4. Sensor pembaca ph pada alat yang sudah tidak memadai sehingga terjadi
kesalahan pembacaan pada hasil yang ditampilkan.
BAB VI
KESIMPULAN

Kesimpulan yang diperoleh dari praktikum pH Control ini adalah sebagai berikut :
1. Proses pengendalian pH merupakan proses yang biasa dilakukan di industri
dalam proses water-treatment. Dengan melakukan pengendalian pH, air
limbah yang mungkin bersifat terlalu asam atau basa akan dikendalikan nilai
pH-nya agar pH air limbah bersifat netral (±7) sehingga aman untuk dibuang
ke lingkungan.
2. Pada FOPDT, nilai konstanta gain (Kp) menunjukkan sensitivitas terhadap
gangguan yang diberikan. Konstanta dead time (θ) menunjukkan waktu
yang diperlukan sistem sebelum terjadinya respon. Nilai dead time yang
terkecil adalah yang optimum. Konstanta waktu (τ) menunjukkan kecepatan
sistem untuk merespon gangguan. Semakin besar nilai τ maka waktu untuk
merespon semakin lambat.
3. Nilai FOPDT pada percobaan pertama adalah
0,0016𝑒 −426,96𝑠
𝐹𝑂𝑃𝐷𝑇 =
186,48𝑠 + 1
4. Metode Ziegler – Nichlos merupakan salah satu metode untuk mencari
parameter-parameter kontroler yang optimum (Kc, τI τD)
5. Parameter-parameter kontroler untuk percobaan yang pertama adalah
Parameter yang Diamati Nilai
Kc 𝟑𝟐𝟕, 𝟓𝟕𝟏
Pb 30,5 %
τI 𝟖𝟓𝟑, 𝟗𝟐 𝒔𝒆𝒌𝒐𝒏
τD 𝟐𝟏𝟑, 𝟒𝟖 𝒔𝒆𝒌𝒐𝒏

6. Kontroler PID memiliki respon yang cepat dalam menghadapi perubahan


set point yang dilakukan tanpa mengalami toleransi yang cukup lama
menghadapi perubahan yang terjadi.

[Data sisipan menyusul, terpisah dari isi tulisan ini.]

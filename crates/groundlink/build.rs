//! Stamps the build target, profile and serial backend into `version --extended`.

use std::env;

fn main() {
    for (var, key) in [
        ("TARGET", "GROUNDLINK_BUILD_TARGET"),
        ("PROFILE", "GROUNDLINK_BUILD_PROFILE"),
    ] {
        println!("cargo:rerun-if-env-changed={var}");
        if let Ok(value) = env::var(var) {
            println!("cargo:rustc-env={key}={value}");
        }
    }

    let serial = if env::var_os("CARGO_CFG_UNIX").is_some() {
        "termios"
    } else {
        "unsupported"
    };
    println!("cargo:rustc-env=GROUNDLINK_SERIAL_BACKEND={serial}");
}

Yang lebih baiknya lagi adalah,
pengendalian dengan kontroler PID adalah zero offset, kembali tepat ke set
point yang diberikan sebelumnya.
7. Makin besar Kc akan menyebabkan semakin kecilnya error, namun
osilasinya akan semakin besar pula.
8. Aksi integral berguna untuk menghilangkan offset pada sistem pengendalian
yang dilakukan.
9. Parameter τD menunjukkan adanya aksi derivatif dalam kontroler yang
digunakan. Aksi derivatif ini berguna untuk menurunkan overshoot dan
waktu osilasi.
10. Respon grafik tuning pada modul seharusnya lebih baik dan cepat dari
manual, namun hasil yang kami dapat sebaliknya karena faktor kesalahan.